Her eyes widened with shock, but then an incredulous laugh bubbled from her slack mouth. “I did what? I’m not sure what you think you saw, Axel, but I can guarantee you that I was not trying to kill myself. Suicidal? Not in the least.”

“Then explain why you jumped in the lake at one o’clock in the morning? You didn’t resurface until I jumped in after you, pulling you out. Had I not been there, they’d be pulling your dead body out of the depths of the water right about now.” Heated fury burned my skin as I fought back, angry over her callousness. Angry over the unfounded temper she directed toward me. Angry over our circumstances.

She shook her head, quickly turned her back to me as if she couldn’t stand the sight of me, and then slowly spun back around, appearing oddly resigned. Her gaze was softer, calmer, but I could still see the fire blazing behind her eyes. God, it was good to know that fire was still there after everything that we’d been through.

“Thank you for saving me, Axel.

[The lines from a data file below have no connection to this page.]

use crate::buffer::PixelBuffer;
use crate::config::EdgePolicy;
use crate::processing::color::{luma_u8, quantize};

const SOBEL_X: [f32; 9] = [-1.0, 0.0, 1.0, -2.0, 0.0, 2.0, -1.0, 0.0, 1.0];
const SOBEL_Y: [f32; 9] = [-1.0, -2.0, -1.0, 0.0, 0.0, 0.0, 1.0, 2.0, 1.0];

/// Sobel gradient magnitude over the luma field, written as a grayscale map.
///
/// Interior pixels get `min(255, sqrt(gx^2 + gy^2))` on RGB and an opaque
/// alpha; the 1-pixel ring follows `edges`.
pub fn detect_edges(buffer: &PixelBuffer, edges: EdgePolicy) -> PixelBuffer {
    let (width, height) = buffer.dimensions();
    if width < 3 || height < 3 {
        return buffer.clone();
    }
    let w = width as usize;
    let luminance: Vec<f32> = buffer.as_image().pixels().map(|p| luma_u8(p.0)).collect();

    let mut out = edges.prepare(buffer);
    let dst = out.as_image_mut();
    for y in 1..height as usize - 1 {
        for x in 1..w - 1 {
            let mut gx = 0.0f32;
            let mut gy = 0.0f32;
            for ky in 0..3 {
                let row = (y + ky - 1) * w;
                for kx in 0..3 {
                    let value = luminance[row + x + kx - 1];
                    gx += value * SOBEL_X[ky * 3 + kx];
                    gy += value * SOBEL_Y[ky * 3 + kx];
                }
            }
            let magnitude = quantize((gx * gx + gy * gy).sqrt().min(255.0));
            dst.get_pixel_mut(x as u32, y as u32).0 = [magnitude, magnitude, magnitude, 255];
        }
    }
    out
}

#[cfg(test)]
mod tests {
    use super::*;

    #[test]
    fn uniform_image_has_no_edges() {
        let src = PixelBuffer::from_pixel(5, 4, [90, 180, 30, 255]).unwrap();
        let out = detect_edges(&src, EdgePolicy::CopyThrough);
        for y in 1..3 {
            for x in 1..4 {
                assert_eq!(out.pixel(x, y), Some([0, 0, 0, 255]));
            }
        }
    }

    #[test]
    fn vertical_step_saturates() {
        let mut src = PixelBuffer::from_pixel(4, 3, [0, 0, 0, 255]).unwrap();
        for y in 0..3 {
            src.put_pixel(2, y, [255, 255, 255, 255]).unwrap();
            src.put_pixel(3, y, [255, 255, 255, 255]).unwrap();
        }
        let out = detect_edges(&src, EdgePolicy::Transparent);
        assert_eq!(out.pixel(1, 1), Some([255, 255, 255, 255]));
        assert_eq!(out.pixel(2, 1), Some([255, 255, 255, 255]));
        assert_eq!(out.pixel(0, 0), Some([0, 0, 0, 0]));
    }

    #[test]
    fn weak_gradient_is_exact() {
        // columns 10 | 10 | 20: gx = 4 * 10 luma on the centre pixel.
        let mut src = PixelBuffer::from_pixel(3, 3, [10, 10, 10, 255]).unwrap();
        for y in 0..3 {
            src.put_pixel(2, y, [20, 20, 20, 255]).unwrap();
        }
        let out = detect_edges(&src, EdgePolicy::CopyThrough);
        assert_eq!(out.pixel(1, 1), Some([40, 40, 40, 255]));
    }
}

You’re extremely good at two things when it comes to me…saving me, and destroying me. Now that you’ve saved my life, I think it’s best that I leave you alone, before your other talent makes an entrance.”

I grabbed ahold of her shoulders, squaring her body with mine to prevent her from walking away. “I’m not even going to go there with you right now, because I have too much to say about that. Now tell me, why did you jump in the lake last night? If it wasn’t to kill yourself…what was it?”

“I was fucking wasted, Axel. I went to my sister’s bachelorette party, and after that, I don’t remember much. I don’t remember being at the lake, much less jumping in. I have no idea where you came into the picture. I have not a clue as to how I got here. Connecting the dots, I can assume you’re stalking me, brought my unconscious body here, and from what I’m wearing, I think it’s safe to say you stripped me naked. How was that, Axel?”